Tuesday, September 28, 2004

The Growth Habit

What's with this growth imperative that all companies seem to follow?
Why is it mandatory to consume? You know: shop till you drop. Bloat till you burst.
'Cos that's what happens in the end: you kill off and gobble the competition, outgrow your available market, and then where are you?

Stuffed.

Semler muses on this topic in 'The Seven Day Weekend'. He was specifically concerned about the impact on Semco culture: growth -> more jobs -> more people -> cultural dilution. Since Semco culture appears to be unique, vibrant, and overall a very precious asset, you can see his concern.

So, I got to wondering: why can't a company just putter along with a steady income? Why does it have to grow? What are the forces that drive company growth? For a publicly listed company, the answer is likely the ongoing need to give the shareholders a regular income: they want an ongoing return on their static investment.
But what about proprietary companies? The answer I came up with has to do with Risk Management.

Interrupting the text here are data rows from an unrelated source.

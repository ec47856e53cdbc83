//! Lifecycle/timer/reconciliation engine for tribe protection and bounties.
//!
//! The pieces, leaves first:
//! - [`store`]: the durable record store behind a trait, with in-memory and
//!   SQLite backends.
//! - [`clock`]: injectable time source so timer behavior is testable.
//! - [`notify`]: fire-and-forget announcement callbacks.
//! - [`scheduler`]: per-record one-shot timers (expiry, pre-expiry warning).
//! - [`engine`]: the state machine owning every record mutation.
//! - [`reconcile`]: the startup sweep that makes persisted status plus
//!   in-memory timers agree again after a restart.
//! - [`command`]: the typed operation surface for interaction layers.
//! - [`config`]: environment-driven process configuration.

pub mod clock;
pub mod command;
pub mod config;
pub mod engine;
pub mod notify;
pub mod reconcile;
pub mod scheduler;
pub mod store;

pub use clock::{Clock, ManualClock, SystemClock};
pub use command::{Command, CommandOutcome};
pub use config::Config;
pub use engine::Engine;
pub use notify::{
    BountyCloseReason, LogNotifier, Notification, Notifier, RecordingNotifier, WarningKind,
};
pub use reconcile::{run_startup_sweep, SweepSummary};
pub use scheduler::{TimerKey, TimerKind, TimerScheduler};
pub use store::{MemoryStore, RecordStore, SqliteStore, StoreError};
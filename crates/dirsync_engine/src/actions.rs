//! Reconciliation of two operation logs.
//!
//! Each side is reduced to its latest [`LogEntry`] per path. For every path
//! present on either side, [`resolve`] picks one [`Resolution`]:
//!
//! | Local | Remote | Result |
//! |-------|--------|--------|
//! | CR/MO | absent | send |
//! | absent | CR/MO | update |
//! | DE | CR/MO older | delete remote |
//! | DE | CR/MO same time | conflict |
//! | DE | CR/MO newer | update |
//! | CR/MO older | DE | delete local |
//! | CR/MO same time | DE | conflict |
//! | CR/MO newer | DE | send |
//! | CR/MO | CR/MO | newer operation wins, then newer file; same file time with a different size is a conflict |
//! | DE or absent | DE or absent | nothing |

use dirsync_protocol::LogEntry;
use std::cmp::Ordering;
use std::collections::{BTreeMap, BTreeSet};

/// A path and the entry that decided its action.
#[derive(Debug, Clone, PartialEq, Eq)]
pub struct SyncItem {
    /// Relative path.
    pub relative_path: String,
    /// Winning entry.
    pub entry: LogEntry,
}

/// A path changed on both sides without a time order.
#[derive(Debug, Clone, PartialEq, Eq)]
pub struct ConflictItem {
    /// Relative path.
    pub relative_path: String,
    /// Local entry.
    pub local: LogEntry,
    /// Remote entry.
    pub remote: LogEntry,
}

/// Outcome for one path.
#[derive(Debug, Clone, Copy, PartialEq, Eq)]
pub enum Resolution {
    /// Copy local to remote.
    Send,
    /// Copy remote to local.
    Update,
    /// Delete the local copy.
    DeleteLocal,
    /// Delete the remote copy.
    DeleteRemote,
    /// Both changed; leave both alone.
    Conflict,
    /// Already in agreement.
    Nothing,
}

/// Decides what to do with one path.
pub fn resolve(local: Option<&LogEntry>, remote: Option<&LogEntry>) -> Resolution {
    let local = local.filter(|e| e.operation.is_live()).map_or(Side::Gone(local), Side::Live);
    let remote = remote.filter(|e| e.operation.is_live()).map_or(Side::Gone(remote), Side::Live);

    match (local, remote) {
        (Side::Live(_), Side::Gone(None)) => Resolution::Send,
        (Side::Gone(None), Side::Live(_)) => Resolution::Update,
        (Side::Gone(_), Side::Gone(_)) => Resolution::Nothing,
        (Side::Gone(Some(deleted)), Side::Live(edited)) => {
            match deleted.op_time.cmp(&edited.op_time) {
                Ordering::Greater => Resolution::DeleteRemote,
                Ordering::Equal => Resolution::Conflict,
                Ordering::Less => Resolution::Update,
            }
        }
        (Side::Live(edited), Side::Gone(Some(deleted))) => {
            match edited.op_time.cmp(&deleted.op_time) {
                Ordering::Less => Resolution::DeleteLocal,
                Ordering::Equal => Resolution::Conflict,
                Ordering::Greater => Resolution::Send,
            }
        }
        (Side::Live(l), Side::Live(r)) => match l.op_time.cmp(&r.op_time) {
            Ordering::Greater => Resolution::Send,
            Ordering::Less => Resolution::Update,
            Ordering::Equal => match l.file_time.cmp(&r.file_time) {
                Ordering::Greater => Resolution::Send,
                Ordering::Less => Resolution::Update,
                Ordering::Equal if l.size != r.size => Resolution::Conflict,
                Ordering::Equal => Resolution::Nothing,
            },
        },
    }
}

enum Side<'a> {
    Live(&'a LogEntry),
    Gone(Option<&'a LogEntry>),
}

/// The five action sets produced by comparing two logs.
///
/// Every set is sorted by path and no path appears in more than one set.
#[derive(Debug, Clone, Default, PartialEq, Eq)]
pub struct SyncActions {
    /// Local files to copy to the remote side.
    pub files_to_send: Vec<SyncItem>,
    /// Remote files to copy to the local side.
    pub files_to_update: Vec<SyncItem>,
    /// Local files to delete (entry is the remote deletion).
    pub files_to_delete: Vec<SyncItem>,
    /// Remote files to delete (entry is the local deletion).
    pub files_to_delete_remote: Vec<SyncItem>,
    /// Paths needing outside resolution.
    pub conflicts: Vec<ConflictItem>,
}

impl SyncActions {
    /// Compares two reduced logs.
    pub fn between(
        local: &BTreeMap<String, LogEntry>,
        remote: &BTreeMap<String, LogEntry>,
    ) -> Self {
        let paths: BTreeSet<&String> = local.keys().chain(remote.keys()).collect();
        let mut actions = Self::default();

        for path in paths {
            let l = local.get(path);
            let r = remote.get(path);
            let item = |entry: Option<&LogEntry>| {
                entry.map(|entry| SyncItem {
                    relative_path: path.clone(),
                    entry: entry.clone(),
                })
            };
            match resolve(l, r) {
                Resolution::Send => actions.files_to_send.extend(item(l)),
                Resolution::Update => actions.files_to_update.extend(item(r)),
                Resolution::DeleteLocal => actions.files_to_delete.extend(item(r)),
                Resolution::DeleteRemote => actions.files_to_delete_remote.extend(item(l)),
                Resolution::Conflict => {
                    if let (Some(local), Some(remote)) = (l, r) {
                        actions.conflicts.push(ConflictItem {
                            relative_path: path.clone(),
                            local: local.clone(),
                            remote: remote.clone(),
                        });
                    }
                }
                Resolution::Nothing => {}
            }
        }
        actions
    }

    /// Whether nothing needs to happen.
    pub fn is_empty(&self) -> bool {
        self.files_to_send.is_empty()
            && self.files_to_update.is_empty()
            && self.files_to_delete.is_empty()
            && self.files_to_delete_remote.is_empty()
            && self.conflicts.is_empty()
    }

    /// Number of paths with an action or conflict.
    pub fn len(&self) -> usize {
        self.files_to_send.len()
            + self.files_to_update.len()
            + self.files_to_delete.len()
            + self.files_to_delete_remote.len()
            + self.conflicts.len()
    }
}

/// Relative paths of a set of items.
pub fn paths(items: &[SyncItem]) -> Vec<&str> {
    items.iter().map(|item| item.relative_path.as_str()).collect()
}
//! Serve command implementation.

use dirsync_server::{ServerConfig, ServerSettings, SyncServer};
use std::path::Path;
use std::sync::Arc;
use tracing::info;

/// Loads the settings file and serves until the process is stopped.
///
/// A missing settings file is created with default values.
pub fn run(settings_path: &Path, dry_run: bool) -> Result<(), Box<dyn std::error::Error>> {
    let settings = ServerSettings::load(settings_path)?;
    settings.validate()?;
    info!(
        settings = %settings_path.display(),
        users = settings.users.len(),
        folders = settings.backup_folders.len(),
        "settings loaded"
    );
    for folder in &settings.backup_folders {
        println!(
            "  {:<20} {:<14} {}",
            folder.virtual_name,
            folder.backup_type.to_string(),
            folder.real_path.display()
        );
    }

    let config = ServerConfig::from_settings(&settings).with_dry_run(dry_run);
    let server = SyncServer::bind(config, Arc::new(settings))?;
    println!("Listening on {}", server.local_addr());
    server.serve()?;
    Ok(())
}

I think there is a 'sweet' spot for company size where it can optimise the service and support it can provide its customers, and the level of nimbleness it can display in providing that service in a changing environment:
  • Too small, and you risk being wiped out by random fluctuations in your market opportunities, inconvenient invoices, lapses in your available skillset.
  • Too big, and you start to consume more resources to sustain your corporate structure than you can provide to the market.
For the standard business model applied to companies, that sweet spot would seem to be unstable: in astrodynamical terms, it's at L1 or 2, rather than L4 or5.

(Semler actually identifies a few examples that have managed to achieve an equilibrium: one of them is a small Amsterdam restaurant that had been in the family, pretty much as is, for 200 years or so!)

Since a newly hatched company tends to be on the small side, it clearly needs to grow to avoid being 'swamped by the waves'. So, it tries to put a bit of fat on and get more product out. In order to increase production, it hires more staff to handle the production requirements, and identify the market.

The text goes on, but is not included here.